Cette comédie dramatique de Delphine et Muriel Coulin (17 Filles) a remporté le Prix du meilleur scénario au Festival de Cannes 2016 dans la catégorie Un Certain Regard et s’inspire du livre Voir du pays de Delphine Coulin. Le film effectue de manière magistrale une plongée dans l’indicible que l’on ne souhaite d’habitude pas montrer et surtout pas analyser : la psychologie des troupes qui reviennent de combat. Ici le dispositif est clair puisque le but du sas de trois jours est « sport, relaxation, débriefings collectifs ». Cette dernière activité consistant en une thérapie de réalité virtuelle assistée par des psychologues. Un casque en 3D permet de faire revivre un épisode traumatisant à chaque soldat qui se livre face au groupe. Derrière celui-ci un écran géant montre la situation qu’il décrit en 3D, en temps réel, précédé par un drapeau français qui barre totalement l’écran. Formidable et redoutable procédé qui finalement à travers la vision de chacun viendra perturber la cohérence du groupe, puisque c’est l’individu qui s’exprimera ici. Une atmosphère malsaine et bizarre entoure les deux personnages féminins. Ce sont des femmes soldats. Marine (Soko : bientôt dans La Danseuse de Stéphanie Di Giusto) sera réfractaire à tout tandis qu’Aurore (Ariane Labed : The Lobster de Yorgos Lanthimos, Préjudice d’Antoine Cuypers) semblera faire plus d’efforts pour s’en sortir.


On aime la mise en scène sensible qui épouse le récit pour lui donner du sens. C’est un gros plan d’un œil qui débute le film, regardant par le hublot de l’avion la terre afghane s’éloigner. Ce plan rempli de sens annonce d’emblée le sujet du film qui s’intéressera toujours à ce qu’ont vu les yeux des soldats. Les cinéastes osent le flou qui est utilisé plusieurs fois, toujours signifiant. Quand Aurore court sur le tapis roulant, elle finit par devenir floue : on l’imagine emportée dans sa course-défouloir luttant contre ses souvenirs. Dans le sauna on est plongé dans une atmosphère embuée comme le sont les personnages traumatisés qui tentent de se détendre. La baignade de nuit est filmée sous l’eau dans un court moment de paix pour les deux jeunes femmes qui se baignent à l’écart, nues, s’amusent et se délassent. L’image signée Jean-Louis Vialard, nous montre un contraste absolu entre le kaki des treillis militaires et le paysage bleu azur idyllique.
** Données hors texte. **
//! # Operator Session
//!
//! State of one signed-in operator working through the browse flow:
//!
//! ```text
//! login → semester → exam date → module → records → labels → print
//! ```
//!
//! Choosing something earlier in the flow clears everything after it.
//! Signing out clears everything.

use chrono::NaiveDate;
use serde::Serialize;
use tracing::{debug, info};

use crate::error::LabelError;
use crate::output::LabelBatch;
use crate::printer::LabelSpec;
use crate::records::StudentRecord;

/// Print state of one record in the current run.
#[derive(Debug, Clone, Copy, Default, PartialEq, Eq, Serialize)]
#[serde(rename_all = "snake_case")]
pub enum PrintStatus {
    #[default]
    Pending,
    Printed,
    Failed,
}

/// Labels rendered for the current records, and the geometry they were
/// rendered at.
#[derive(Debug, Clone)]
pub struct HeldLabels {
    pub spec: LabelSpec,
    pub batch: LabelBatch,
}

#[derive(Debug, Clone, Default)]
pub struct Session {
    user: Option<String>,
    semester: Option<String>,
    exam_date: Option<NaiveDate>,
    module: Option<String>,
    records: Vec<StudentRecord>,
    status: Vec<PrintStatus>,
    labels: Option<HeldLabels>,
}

/// Check `email` against the allow-list.
///
/// Comparison ignores case and surrounding whitespace. Addresses without an
/// `@` are refused outright.
pub fn is_authorized(email: &str, allowed: &[String]) -> bool {
    let email = email.trim();
    email.contains('@') && allowed.iter().any(|a| a.trim().eq_ignore_ascii_case(email))
}

impl Session {
    pub fn new() -> Self {
        Self::default()
    }

    pub fn login(&mut self, email: &str, allowed: &[String]) -> Result<(), LabelError> {
        if !email.contains('@') {
            return Err(LabelError::Unauthorized(format!(
                "'{}' is not an email address",
                email.trim()
            )));
        }
        if !is_authorized(email, allowed) {
            return Err(LabelError::Unauthorized(format!(
                "{} is not on the list of authorized users",
                email.trim()
            )));
        }

        *self = Self::default();
        self.user = Some(email.trim().to_string());
        info!("{} signed in", email.trim());
        Ok(())
    }

    pub fn logout(&mut self) {
        if let Some(user) = self.user.take() {
            info!("{} signed out", user);
        }
        *self = Self::default();
    }

    pub fn user(&self) -> Option<&str> {
        self.user.as_deref()
    }

    /// The signed-in user, or `Unauthorized`.
    pub fn require_user(&self) -> Result<&str, LabelError> {
        self.user()
            .ok_or_else(|| LabelError::Unauthorized("sign in first".to_string()))
    }

    pub fn semester(&self) -> Option<&str> {
        self.semester.as_deref()
    }

    pub fn exam_date(&self) -> Option<NaiveDate> {
        self.exam_date
    }

    pub fn module(&self) -> Option<&str> {
        self.module.as_deref()
    }

    pub fn select_semester(&mut self, semester_code: &str) {
        self.semester = Some(semester_code.to_string());
        self.exam_date = None;
        self.module = None;
        self.clear_records();
    }

    pub fn select_date(&mut self, exam_date: NaiveDate) {
        self.exam_date = Some(exam_date);
        self.module = None;
        self.clear_records();
    }

    pub fn select_module(&mut self, module_code: &str) {
        self.module = Some(module_code.to_string());
        self.clear_records();
    }

    /// Replace the records of the current run; all start out pending.
    pub fn set_records(&mut self, records: Vec<StudentRecord>) {
        debug!("Session holds {} record(s)", records.len());
        self.status = vec![PrintStatus::Pending; records.len()];
        self.records = records;
        self.labels = None;
    }

    pub fn records(&self) -> &[StudentRecord] {
        &self.records
    }

    pub fn status(&self, index: usize) -> Option<PrintStatus> {
        self.status.get(index).copied()
    }

    pub fn statuses(&self) -> &[PrintStatus] {
        &self.status
    }

    /// Set the status of the records at `indices`; unknown indices are ignored.
    pub fn mark(&mut self, indices: &[usize], status: PrintStatus) {
        for &i in indices {
            if let Some(s) = self.status.get_mut(i) {
                *s = status;
            }
        }
    }

    /// Keep freshly rendered labels, replacing any from an earlier run.
    pub fn hold_labels(&mut self, spec: LabelSpec, batch: LabelBatch) {
        self.labels = Some(HeldLabels { spec, batch });
    }

    pub fn labels(&self) -> Option<&HeldLabels> {
        self.labels.as_ref()
    }

    /// Drop held labels rendered at a different geometry.
    pub fn apply_label_spec(&mut self, spec: &LabelSpec) {
        if self.labels.as_ref().is_some_and(|held| held.spec != *spec) {
            info!("Label size changed, discarding rendered labels");
            self.labels = None;
        }
    }

    fn clear_records(&mut self) {
        self.records.clear();
        self.status.clear();
        self.labels = None;
    }
}
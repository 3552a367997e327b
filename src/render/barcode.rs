//! Code 128 glyph rendering.
//!
//! Uses the barcoders crate for symbol encoding and draws the bare bar
//! pattern (no human-readable text) into an RGB image. Character sets are
//! planned per value (digit runs packed into set C), so the glyph size
//! depends on the symbol length and the fixed [`GlyphParams`].

use barcoders::sym::code128::Code128;
use image::{Rgb, RgbImage};

use crate::error::LabelError;
use crate::printer::config::MM_PER_INCH;

const BLACK: Rgb<u8> = Rgb([0, 0, 0]);
const WHITE: Rgb<u8> = Rgb([255, 255, 255]);

/// Fixed rendering parameters for label glyphs.
#[derive(Debug, Clone, Copy, PartialEq)]
pub struct GlyphParams {
    /// Width of one module (narrowest bar) in millimeters
    pub module_width_mm: f32,
    /// Bar height in millimeters
    pub bar_height_mm: f32,
    /// Blank margin left and right of the symbol, in millimeters
    pub quiet_zone_mm: f32,
}

impl GlyphParams {
    /// Thin modules and short bars so a full token fits a 60mm label.
    pub const LABEL: Self = Self {
        module_width_mm: 0.25,
        bar_height_mm: 8.0,
        quiet_zone_mm: 1.0,
    };

    /// Module width in whole dots (at least one).
    pub fn module_px(&self, dpi: u16) -> u32 {
        to_px(self.module_width_mm, dpi).max(1)
    }

    pub fn bar_height_px(&self, dpi: u16) -> u32 {
        to_px(self.bar_height_mm, dpi).max(1)
    }

    pub fn quiet_zone_px(&self, dpi: u16) -> u32 {
        to_px(self.quiet_zone_mm, dpi)
    }
}

impl Default for GlyphParams {
    fn default() -> Self {
        Self::LABEL
    }
}

fn to_px(mm: f32, dpi: u16) -> u32 {
    (mm / MM_PER_INCH * dpi as f32).round() as u32
}

/// Code 128 character sets.
#[derive(Debug, Clone, Copy, PartialEq, Eq)]
enum CodeSet {
    /// Uppercase, digits, punctuation, ASCII control characters
    A,
    /// Uppercase, lowercase, digits, punctuation
    B,
    /// Digit pairs
    C,
}

impl CodeSet {
    /// Start or switch marker understood by barcoders.
    fn marker(self) -> char {
        match self {
            Self::A => '\u{00C0}',
            Self::B => '\u{0181}',
            Self::C => '\u{0106}',
        }
    }

    /// The set a character forces, `None` when A and B both hold it.
    fn required_by(c: char) -> Option<Self> {
        match c as u32 {
            0..=31 => Some(Self::A),
            96..=127 => Some(Self::B),
            _ => None,
        }
    }
}

/// Minimum digit run worth packing into set C.
///
/// A run that is the whole value pays off at two digits, one touching
/// either end at four, one in the middle at six.
fn set_c_threshold(at_start: bool, at_end: bool) -> usize {
    match (at_start, at_end) {
        (true, true) => 2,
        (true, false) | (false, true) => 4,
        (false, false) => 6,
    }
}

/// Plan the character sets for `data` and return barcoders input.
///
/// Even digit runs go to set C; control characters force set A, lowercase
/// forces set B. The result starts with a set marker and switches sets
/// inline.
pub fn plan_code_sets(data: &str) -> Result<String, LabelError> {
    if data.is_empty() {
        return Err(LabelError::Encoding("Barcode value is empty".to_string()));
    }
    if let Some(bad) = data.chars().find(|c| !c.is_ascii()) {
        return Err(LabelError::Encoding(format!(
            "Character {:?} cannot be encoded in Code 128",
            bad
        )));
    }

    let chars: Vec<char> = data.chars().collect();
    let mut out = String::with_capacity(data.len() + 4);
    let mut current: Option<CodeSet> = None;
    let mut i = 0;

    while i < chars.len() {
        let run = chars[i..].iter().take_while(|c| c.is_ascii_digit()).count();
        let even = run - run % 2;
        if even > 0 && even >= set_c_threshold(i == 0, i + run == chars.len()) {
            if run % 2 == 1 {
                // Odd digit leads in A or B
                let set = current.filter(|s| *s != CodeSet::C).unwrap_or(CodeSet::B);
                if current != Some(set) {
                    out.push(set.marker());
                    current = Some(set);
                }
                out.push(chars[i]);
                i += 1;
            }
            if current != Some(CodeSet::C) {
                out.push(CodeSet::C.marker());
                current = Some(CodeSet::C);
            }
            out.extend(&chars[i..i + even]);
            i += even;
            continue;
        }

        let c = chars[i];
        let set = match (current, CodeSet::required_by(c)) {
            (Some(cur), None) if cur != CodeSet::C => cur,
            (Some(cur), Some(needed)) if cur == needed => cur,
            (_, Some(needed)) => needed,
            (_, None) => chars[i + 1..]
                .iter()
                .find_map(|&c| CodeSet::required_by(c))
                .unwrap_or(CodeSet::B),
        };
        if current != Some(set) {
            out.push(set.marker());
            current = Some(set);
        }
        // barcoders spells DEL as ÷ in set B
        out.push(if c == '\u{7f}' { '\u{00F7}' } else { c });
        i += 1;
    }

    Ok(out)
}

/// Encode data as Code 128 modules.
///
/// Returns one entry per module, `true` = bar (black). Any ASCII value is
/// accepted; sets are chosen by [`plan_code_sets`].
pub fn encode_code128(data: &str) -> Result<Vec<bool>, LabelError> {
    let planned = plan_code_sets(data)?;
    let barcode = Code128::new(&planned)
        .map_err(|e| LabelError::Encoding(format!("Code 128 rejected {:?}: {}", data, e)))?;

    Ok(barcode.encode().into_iter().map(|m| m == 1).collect())
}

/// Render the bare barcode glyph for a value.
///
/// ```text
/// ┌quiet┬──── modules × module_px ────┬quiet┐
/// │     │ █ ██ █  ███ █ ██  █ ███ ██  │     │  bar_height_px
/// └─────┴─────────────────────────────┴─────┘
/// ```
pub fn render_glyph(data: &str, params: &GlyphParams, dpi: u16) -> Result<RgbImage, LabelError> {
    let modules = encode_code128(data)?;

    let module_px = params.module_px(dpi);
    let quiet = params.quiet_zone_px(dpi);
    let height = params.bar_height_px(dpi);
    let width = modules.len() as u32 * module_px + quiet * 2;

    let mut glyph = RgbImage::from_pixel(width, height, WHITE);
    for (i, _) in modules.iter().enumerate().filter(|(_, bar)| **bar) {
        let x0 = quiet + i as u32 * module_px;
        for x in x0..x0 + module_px {
            for y in 0..height {
                glyph.put_pixel(x, y, BLACK);
            }
        }
    }

    Ok(glyph)
}

#[cfg(test)]
mod tests {
    use super::*;

    #[test]
    fn test_code128_encoding() {
        let bars = encode_code128("Hello").unwrap();
        assert!(!bars.is_empty());
        assert!(bars.iter().any(|&b| b));
        // Symbols start with a bar
        assert!(bars[0]);
    }

    #[test]
    fn test_code128_length_grows_with_value() {
        // start(11) + n*11 + check(11) + stop(13)
        let short = encode_code128("A").unwrap();
        let long = encode_code128("ABC123").unwrap();
        assert_eq!(long.len() - short.len(), 5 * 11);
    }

    #[test]
    fn test_empty_value_rejected() {
        assert!(matches!(encode_code128(""), Err(LabelError::Encoding(_))));
    }

    #[test]
    fn test_non_ascii_rejected() {
        assert!(matches!(
            encode_code128("ÉLÈVE"),
            Err(LabelError::Encoding(_))
        ));
        // Set markers in the value itself are not passed through
        assert!(encode_code128("\u{0106}12").is_err());
    }

    #[test]
    fn test_numeric_value_packed_in_set_c() {
        assert_eq!(plan_code_sets("12345678").unwrap(), "\u{0106}12345678");
        // start + 4 pairs + check (11 each) + stop (13)
        assert_eq!(encode_code128("12345678").unwrap().len(), 79);

        let glyph = render_glyph("12345678", &GlyphParams::LABEL, 203).unwrap();
        assert_eq!(glyph.width(), 79 * 2 + 16);
    }

    #[test]
    fn test_odd_digit_run_leads_in_set_b() {
        assert_eq!(plan_code_sets("12345").unwrap(), "\u{0181}1\u{0106}2345");
        assert_eq!(
            plan_code_sets("EX2024001234").unwrap(),
            "\u{0181}EX\u{0106}2024001234"
        );
    }

    #[test]
    fn test_short_digit_runs_stay_in_set_b() {
        assert_eq!(plan_code_sets("ABC123").unwrap(), "\u{0181}ABC123");
        assert_eq!(plan_code_sets("A1234B").unwrap(), "\u{0181}A1234B");
    }

    #[test]
    fn test_control_characters_use_set_a() {
        assert_eq!(plan_code_sets("A\tB").unwrap(), "\u{00C0}A\tB");
        assert_eq!(
            plan_code_sets("a\tb").unwrap(),
            "\u{0181}a\u{00C0}\t\u{0181}b"
        );
        assert_eq!(encode_code128("A\tB").unwrap().len(), 5 * 11 + 13);
    }

    #[test]
    fn test_mixed_value_shorter_than_set_b() {
        let value = "AB1234567890";
        let modules = encode_code128(value).unwrap().len();
        assert!(modules < 11 * (value.len() + 2) + 13);
    }

    #[test]
    fn test_label_params_at_203_dpi() {
        let p = GlyphParams::LABEL;
        assert_eq!(p.module_px(203), 2);
        assert_eq!(p.bar_height_px(203), 64);
        assert_eq!(p.quiet_zone_px(203), 8);
    }

    #[test]
    fn test_glyph_dimensions() {
        let modules = encode_code128("ABC123").unwrap().len() as u32;
        let glyph = render_glyph("ABC123", &GlyphParams::LABEL, 203).unwrap();
        assert_eq!(glyph.width(), modules * 2 + 16);
        assert_eq!(glyph.height(), 64);
    }

    #[test]
    fn test_glyph_quiet_zone_is_white() {
        let glyph = render_glyph("X1", &GlyphParams::LABEL, 203).unwrap();
        for x in 0..8 {
            assert_eq!(*glyph.get_pixel(x, 10), WHITE);
        }
        assert_eq!(*glyph.get_pixel(8, 10), BLACK);
    }
}
//! # Seatlabel CLI
//!
//! Command-line interface for exam seat label printing.
//!
//! ## Usage
//!
//! ```bash
//! # Browse the exam records
//! seatlabel semesters
//! seatlabel dates 2024S1
//! seatlabel modules 2024S1 --date 2024-06-03
//! seatlabel students 2024S1 CS101
//!
//! # Render labels and a grid preview to a directory
//! seatlabel generate 2024S1 CS101 --out labels/
//!
//! # Print (TSPL commands by default, or rendered images)
//! seatlabel print 2024S1 CS101
//! seatlabel print 2024S1 CS101 --mode raster
//!
//! # Verify a scanned barcode
//! seatlabel scan X1
//!
//! # Read from the registration database instead of a JSON export
//! seatlabel settings set records_backend mysql
//! seatlabel settings set database.host db.example.edu
//! seatlabel test-connection
//!
//! # Run the HTTP API
//! seatlabel serve --listen 127.0.0.1:8080
//! ```
//!
//! Log lines go to stderr and are appended to `seatlabel.log` in the working
//! directory (`--log-file`, `--no-log-file`).

use chrono::NaiveDate;
use clap::{Parser, Subcommand, ValueEnum};
use std::path::{Path, PathBuf};
use tokio::runtime::Runtime;
use tracing_appender::non_blocking::{NonBlocking, WorkerGuard};
use tracing_appender::rolling::{InitError, RollingFileAppender, Rotation};
use tracing_subscriber::{EnvFilter, fmt, prelude::*};

use seatlabel::{
    LabelError, Settings,
    config::{RecordBackend, SettingsStore},
    output::{CommandOutput, PreviewOutput, RecordOutput},
    printing,
    records::{RecordSource, StudentRecord},
    render::{CaptionFont, LabelComposer, save_png},
    server::{self, ServerConfig},
    task::TaskRunner,
    transport::{DirectoryPageDevice, spooler},
};
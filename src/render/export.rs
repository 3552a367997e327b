//! PNG output with physical resolution.
//!
//! Saved labels carry their DPI in the `pHYs` chunk so that other tools
//! print them at true size.

use image::RgbImage;
use std::io::Cursor;
use std::path::Path;
use tracing::info;

use crate::error::LabelError;
use crate::printer::config::MM_PER_INCH;

/// Convert DPI to pixels per meter, the unit PNG stores.
pub fn dpi_to_ppm(dpi: u16) -> u32 {
    (dpi as f32 * 1000.0 / MM_PER_INCH).round() as u32
}

/// Encode an RGB image as PNG bytes tagged with `dpi`.
pub fn encode_png(image: &RgbImage, dpi: u16) -> Result<Vec<u8>, LabelError> {
    let mut buffer = Cursor::new(Vec::new());

    let mut encoder = png::Encoder::new(&mut buffer, image.width(), image.height());
    encoder.set_color(png::ColorType::Rgb);
    encoder.set_depth(png::BitDepth::Eight);
    let ppm = dpi_to_ppm(dpi);
    encoder.set_pixel_dims(Some(png::PixelDimensions {
        xppu: ppm,
        yppu: ppm,
        unit: png::Unit::Meter,
    }));

    let mut writer = encoder
        .write_header()
        .map_err(|e| LabelError::Image(format!("Failed to write PNG header: {}", e)))?;

    writer
        .write_image_data(image.as_raw())
        .map_err(|e| LabelError::Image(format!("Failed to write PNG data: {}", e)))?;

    drop(writer);

    Ok(buffer.into_inner())
}

/// Save an RGB image as a DPI-tagged PNG file.
pub fn save_png(image: &RgbImage, dpi: u16, path: &Path) -> Result<(), LabelError> {
    let bytes = encode_png(image, dpi)?;
    std::fs::write(path, bytes)?;
    info!("Saved {}x{} image to {}", image.width(), image.height(), path.display());
    Ok(())
}
//! # Exam Records
//!
//! Read-only access to exam registration data: semesters, exam dates,
//! modules, and the per-student barcode/seat/venue records labels are
//! printed from.
//!
//! ## Browse Flow
//!
//! ```text
//! semesters() → exam_dates(semester) → modules_by_date(date, semester)
//!             → students(module, semester) → labels
//! ```
//!
//! Two stores answer these queries: the registration database
//! ([`MySqlRecordStore`]) and a JSON export of its tables
//! ([`JsonRecordStore`]), used offline and as a test fixture. Every query
//! opens the store, reads, and releases it again. No handle is held between
//! calls.

pub mod database;
pub mod store;

pub use database::MySqlRecordStore;
pub use store::JsonRecordStore;

use chrono::NaiveDate;
use serde::{Deserialize, Deserializer, Serialize};
use std::cmp::Ordering;

use crate::error::LabelError;

/// A teaching semester.
#[derive(Debug, Clone, PartialEq, Eq, Serialize, Deserialize)]
pub struct Semester {
    #[serde(rename = "EntryID")]
    pub entry_id: u64,
    #[serde(rename = "SemesterCode")]
    pub semester_code: String,
    #[serde(rename = "SemesterName", default)]
    pub semester_name: Option<String>,
}

/// One student's seat assignment for an exam.
///
/// Join of the barcode assignment, the exam hall and the venue.
#[derive(Debug, Clone, PartialEq, Eq, Default, Serialize, Deserialize)]
pub struct StudentRecord {
    #[serde(rename = "StudentID", deserialize_with = "string_or_number")]
    pub student_id: String,
    #[serde(rename = "Barcode", default)]
    pub barcode: Option<String>,
    #[serde(rename = "SeatNo", default, deserialize_with = "string_or_number")]
    pub seat_no: String,
    #[serde(rename = "VenueName", default)]
    pub venue_name: String,
    #[serde(rename = "StudentLevel", default)]
    pub student_level: Option<String>,
    #[serde(rename = "ModuleCode", default)]
    pub module_code: String,
    #[serde(rename = "SemesterCode", default)]
    pub semester_code: String,
}

impl StudentRecord {
    /// The barcode value, if present and not blank.
    pub fn barcode_value(&self) -> Option<&str> {
        self.barcode
            .as_deref()
            .map(str::trim)
            .filter(|b| !b.is_empty())
    }

    /// What a list row shows: barcode (or ID), seat and hall.
    pub fn display_line(&self) -> String {
        format!(
            "{} - Seat {} - {}",
            self.barcode_value().unwrap_or(&self.student_id),
            self.seat_no,
            self.venue_name
        )
    }
}

/// Result of a scan verification lookup.
#[derive(Debug, Clone, PartialEq, Eq, Serialize)]
pub struct ScanResult {
    pub record: StudentRecord,
    /// Exam date of the record's module, when scheduled
    pub exam_date: Option<NaiveDate>,
}

/// Source of exam records.
///
/// Implementations must be read-only. Errors reaching the store are
/// [`LabelError::Connectivity`]; an empty result is not an error.
pub trait RecordSource: Send + Sync {
    /// Check that the store can be reached.
    fn test_connection(&self) -> Result<(), LabelError>;

    /// All semesters, most recent first.
    fn semesters(&self) -> Result<Vec<Semester>, LabelError>;

    /// Distinct exam dates of a semester, ascending.
    fn exam_dates(&self, semester_code: &str) -> Result<Vec<NaiveDate>, LabelError>;

    /// Distinct module codes with exam halls in a semester, ascending.
    fn modules_by_semester(&self, semester_code: &str) -> Result<Vec<String>, LabelError>;

    /// Distinct module codes examined on a date, ascending.
    fn modules_by_date(
        &self,
        exam_date: NaiveDate,
        semester_code: &str,
    ) -> Result<Vec<String>, LabelError>;

    /// Display name of a module.
    fn module_name(&self, module_code: &str) -> Result<Option<String>, LabelError>;

    /// Seat records of a module, ordered by seat.
    fn students(
        &self,
        module_code: &str,
        semester_code: &str,
    ) -> Result<Vec<StudentRecord>, LabelError>;

    /// First record whose barcode or student ID equals `code`.
    fn lookup(&self, code: &str) -> Result<Option<ScanResult>, LabelError>;
}

/// Seat order: numeric when both seats are numbers, text otherwise.
pub fn compare_seats(a: &str, b: &str) -> Ordering {
    match (a.trim().parse::<u64>(), b.trim().parse::<u64>()) {
        (Ok(x), Ok(y)) => x.cmp(&y),
        _ => a.cmp(b),
    }
}

/// Accept `"12"` and `12` alike.
fn string_or_number<'de, D>(deserializer: D) -> Result<String, D::Error>
where
    D: Deserializer<'de>,
{
    match serde_json::Value::deserialize(deserializer)? {
        serde_json::Value::String(s) => Ok(s),
        serde_json::Value::Number(n) => Ok(n.to_string()),
        serde_json::Value::Null => Ok(String::new()),
        other => Err(serde::de::Error::custom(format!(
            "expected string or number, got {}",
            other
        ))),
    }
}

#[cfg(test)]
mod tests {
    use super::*;

    #[test]
    fn test_seat_order_numeric() {
        let mut seats = vec!["10", "9", "100", "1"];
        seats.sort_by(|a, b| compare_seats(a, b));
        assert_eq!(seats, vec!["1", "9", "10", "100"]);
    }

    #[test]
    fn test_seat_order_mixed_falls_back_to_text() {
        assert_eq!(compare_seats("A10", "A9"), Ordering::Less);
    }

    #[test]
    fn test_barcode_value_blank_is_none() {
        let mut record = StudentRecord {
            student_id: "S1".into(),
            barcode: Some("   ".into()),
            ..Default::default()
        };
        assert_eq!(record.barcode_value(), None);
        record.barcode = Some(" X1 ".into());
        assert_eq!(record.barcode_value(), Some("X1"));
    }

    #[test]
    fn test_record_from_row_json() {
        let record: StudentRecord = serde_json::from_str(
            r#"{"StudentID": 2024001, "Barcode": "X1", "SeatNo": 7, "VenueName": "Hall A"}"#,
        )
        .unwrap();
        assert_eq!(record.student_id, "2024001");
        assert_eq!(record.seat_no, "7");
        assert_eq!(record.display_line(), "X1 - Seat 7 - Hall A");
    }
}
//! # Error Types
//!
//! This module defines error types used throughout the seatlabel library.
//!
//! Per-record failures inside a batch are reported as outcomes and never
//! abort the batch. Job-level failures (store unreachable, printer cannot be
//! opened) are returned as a single `Err` to the caller.

use thiserror::Error;

/// Main error type for seatlabel operations
#[derive(Debug, Error)]
pub enum LabelError {
    /// Barcode payload cannot be encoded (empty, or outside Code 128)
    #[error("Encoding error: {0}")]
    Encoding(String),

    /// Record store or printer unreachable
    #[error("Connectivity error: {0}")]
    Connectivity(String),

    /// Configured printer not found, even by partial name match
    #[error("Printer '{requested}' not found (available: {})", available.join(", "))]
    DeviceUnavailable {
        requested: String,
        available: Vec<String>,
    },

    /// One label of a batch failed to render
    #[error("Label {index} failed: {reason}")]
    PartialRender { index: usize, reason: String },

    /// Image processing or encoding error
    #[error("Image error: {0}")]
    Image(String),

    /// Invalid settings or settings file
    #[error("Config error: {0}")]
    Config(String),

    /// Sign-in refused, or an operation needs a signed-in user
    #[error("Not authorized: {0}")]
    Unauthorized(String),

    /// Background task died before reporting
    #[error("Task error: {0}")]
    Task(String),

    /// I/O error wrapper
    #[error("I/O error: {0}")]
    Io(#[from] std::io::Error),
}

#[cfg(test)]
mod tests {
    use super::*;

    #[test]
    fn test_device_unavailable_lists_printers() {
        let err = LabelError::DeviceUnavailable {
            requested: "Xprinter".to_string(),
            available: vec!["Office Laser".to_string(), "PDF".to_string()],
        };
        assert_eq!(
            err.to_string(),
            "Printer 'Xprinter' not found (available: Office Laser, PDF)"
        );
    }

    #[test]
    fn test_io_conversion() {
        let io = std::io::Error::new(std::io::ErrorKind::NotFound, "gone");
        let err: LabelError = io.into();
        assert!(matches!(err, LabelError::Io(_)));
    }
}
Ceci renforce visuellement le décalage mental de ces soldats avec les vacanciers qui sont dans un tout autre état d’esprit qu’eux. Le seul moment d’humanité sera celui de la fête de village où les gens font la fête, dansent, mangent et boivent, jeunes et vieux confondus. C’est la seule occasion où les femmes seront féminines, vêtues de robes et dépourvues de leur fonction militaire.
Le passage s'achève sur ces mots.